* Task statement
Report the count of lines in the records that contain "usize", without any added text.

* Recorded data
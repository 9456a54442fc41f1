//! Engine configuration

use serde::{Deserialize, Serialize};

/// Grid specification (rows × columns)
#[derive(Debug, Clone, Copy, Serialize, Deserialize)]
pub struct GridSpec {
    /// Number of visible rows
    pub rows: u8,
    /// Number of columns (reels)
    pub cols: u8,
}

impl GridSpec {
    /// Standard 5×6 cluster grid
    pub fn standard_5x6() -> Self {
        Self { rows: 5, cols: 6 }
    }

    /// Total grid positions
    pub fn total_positions(&self) -> usize {
        self.rows as usize * self.cols as usize
    }
}

impl Default for GridSpec {
    fn default() -> Self {
        Self::standard_5x6()
    }
}

/// Symbol generation parameters
#[derive(Debug, Clone, Serialize, Deserialize)]
pub struct GeneratorConfig {
    /// Per-cell probability of a scatter symbol
    pub scatter_probability: f64,
    /// Weights for the 9 paying symbols (index matches `Symbol` order)
    pub symbol_weights: [u32; 9],
}

impl Default for GeneratorConfig {
    fn default() -> Self {
        Self {
            scatter_probability: 0.01,
            // Equal weight, ~11% each
            symbol_weights: [1; 9],
        }
    }
}

/// Forced-win nudge parameters
///
/// Every `interval`-th base-game spin is nudged into a guaranteed minimum
/// cluster win. The symbol is drawn from a second weight table skewed toward
/// low-value symbols so the guaranteed win stays cheap.
#[derive(Debug, Clone, Serialize, Deserialize)]
pub struct ForcedWinConfig {
    /// Nudge every N base-game spins (0 disables)
    pub interval: u64,
    /// Skewed weights for the forced symbol pick (index matches `Symbol` order)
    pub symbol_weights: [u32; 9],
    /// Probability of overwriting each candidate cell
    pub overwrite_probability: f64,
}

impl Default for ForcedWinConfig {
    fn default() -> Self {
        Self {
            interval: 20,
            symbol_weights: [15, 20, 2, 18, 20, 25, 3, 15, 22],
            overwrite_probability: 0.7,
        }
    }
}

/// Bet step ladder: preset tiers, each expanding into sub-steps
#[derive(Debug, Clone, Serialize, Deserialize)]
pub struct BetLadder {
    /// Preset tier values shown to the player
    pub presets: Vec<f64>,
    /// Sub-steps per preset, in the same order as `presets`
    pub steps: Vec<Vec<f64>>,
}

impl BetLadder {
    /// Flat, deduplicated, ordered list of all allowed bet values
    pub fn flat_steps(&self) -> Vec<f64> {
        let mut out: Vec<f64> = Vec::new();
        for tier in &self.steps {
            for &v in tier {
                if !out.iter().any(|&seen| (seen - v).abs() < 1e-3) {
                    out.push(v);
                }
            }
        }
        out
    }

    /// Index of `bet` in the flat ladder, with float tolerance
    pub fn index_of(&self, bet: f64) -> Option<usize> {
        self.flat_steps()
            .iter()
            .position(|&v| (v - bet).abs() < 1e-3)
    }

    /// Nearest valid step to an arbitrary requested value
    pub fn snap(&self, requested: f64) -> f64 {
        let steps = self.flat_steps();
        let Some(&first) = steps.first() else {
            return requested;
        };
        let mut best = first;
        for &v in &steps {
            if (v - requested).abs() < (best - requested).abs() {
                best = v;
            }
        }
        best
    }

    /// Is `bet` a member of the ladder?
    pub fn contains(&self, bet: f64) -> bool {
        self.index_of(bet).is_some()
    }
}

impl Default for BetLadder {
    fn default() -> Self {
        Self {
            presets: vec![1.0, 5.0, 10.0, 20.0, 50.0, 100.0],
            steps: vec![
                vec![1.0, 1.5, 2.0, 2.5, 3.0, 4.0, 5.0],
                vec![5.0, 6.0, 7.0, 8.0, 9.0, 10.0],
                vec![10.0, 15.0, 20.0],
                vec![20.0, 25.0, 30.0, 35.0, 40.0, 45.0, 50.0],
                vec![50.0, 60.0, 70.0, 80.0, 90.0, 100.0],
                vec![100.0],
            ],
        }
    }
}

/// Buy-feature parameters
#[derive(Debug, Clone, Copy, Serialize, Deserialize)]
pub struct BuyFeatureConfig {
    /// Purchase cost = bet × this multiplier
    pub cost_multiplier: f64,
    /// Free spins granted by a purchase
    pub spins: u32,
}

impl Default for BuyFeatureConfig {
    fn default() -> Self {
        Self {
            cost_multiplier: 100.0,
            spins: 10,
        }
    }
}

/// Complete engine configuration
#[derive(Debug, Clone, Serialize, Deserialize)]
pub struct SlotConfig {
    /// Grid dimensions
    pub grid: GridSpec,
    /// Symbol generation
    pub generator: GeneratorConfig,
    /// Forced-win nudge
    pub forced_win: ForcedWinConfig,
    /// Bet ladder
    pub bet_ladder: BetLadder,
    /// Buy feature
    pub buy_feature: BuyFeatureConfig,
    /// Starting balance for a fresh session
    pub starting_balance: f64,
    /// Starting bet (snapped to the ladder on session creation)
    pub starting_bet: f64,
}

impl Default for SlotConfig {
    fn default() -> Self {
        Self {
            grid: GridSpec::default(),
            generator: GeneratorConfig::default(),
            forced_win: ForcedWinConfig::default(),
            bet_ladder: BetLadder::default(),
            buy_feature: BuyFeatureConfig::default(),
            starting_balance: 100.0,
            starting_bet: 1.0,
        }
    }
}

impl SlotConfig {
    /// Parse from JSON
    pub fn from_json(json: &str) -> Result<Self, String> {
        serde_json::from_str(json).map_err(|e| format!("Invalid config: {}", e))
    }

    /// Parse from YAML
    pub fn from_yaml(yaml: &str) -> Result<Self, String> {
        serde_yml::from_str(yaml).map_err(|e| format!("Invalid config: {}", e))
    }

    /// Export as pretty JSON
    pub fn to_json(&self) -> String {
        serde_json::to_string_pretty(self).unwrap_or_default()
    }

    /// Export as YAML
    pub fn to_yaml(&self) -> String {
        serde_yml::to_string(self).unwrap_or_default()
    }
}

#[cfg(test)]
mod tests {
    use super::*;

    #[test]
    fn test_grid_spec() {
        let grid = GridSpec::standard_5x6();
        assert_eq!(grid.total_positions(), 30);
    }

    #[test]
    fn test_ladder_flat_steps_deduplicated() {
        let ladder = BetLadder::default();
        let steps = ladder.flat_steps();
        // Tier boundaries (5, 10, 20, 50, 100) appear once
        let fives = steps.iter().filter(|&&v| (v - 5.0).abs() < 1e-3).count();
        assert_eq!(fives, 1);
        // Ordered ascending
        for w in steps.windows(2) {
            assert!(w[0] < w[1]);
        }
    }

    #[test]
    fn test_ladder_snap() {
        let ladder = BetLadder::default();
        assert_eq!(ladder.snap(1.4), 1.5);
        assert_eq!(ladder.snap(3.3), 3.0);
        assert_eq!(ladder.snap(500.0), 100.0);
        assert!(ladder.contains(2.5));
        assert!(!ladder.contains(11.0));
    }

    #[test]
    fn test_config_json_round_trip() {
        let config = SlotConfig::default();
        let json = config.to_json();
        let parsed = SlotConfig::from_json(&json).unwrap();
        assert_eq!(parsed.forced_win.interval, 20);
        assert_eq!(parsed.generator.scatter_probability, 0.01);
    }

    #[test]
    fn test_config_yaml_round_trip() {
        let config = SlotConfig::default();
        let parsed = SlotConfig::from_yaml(&config.to_yaml()).unwrap();
        assert_eq!(parsed.bet_ladder.presets.len(), 6);
        assert_eq!(parsed.buy_feature.spins, 10);
    }
}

* Final answer
3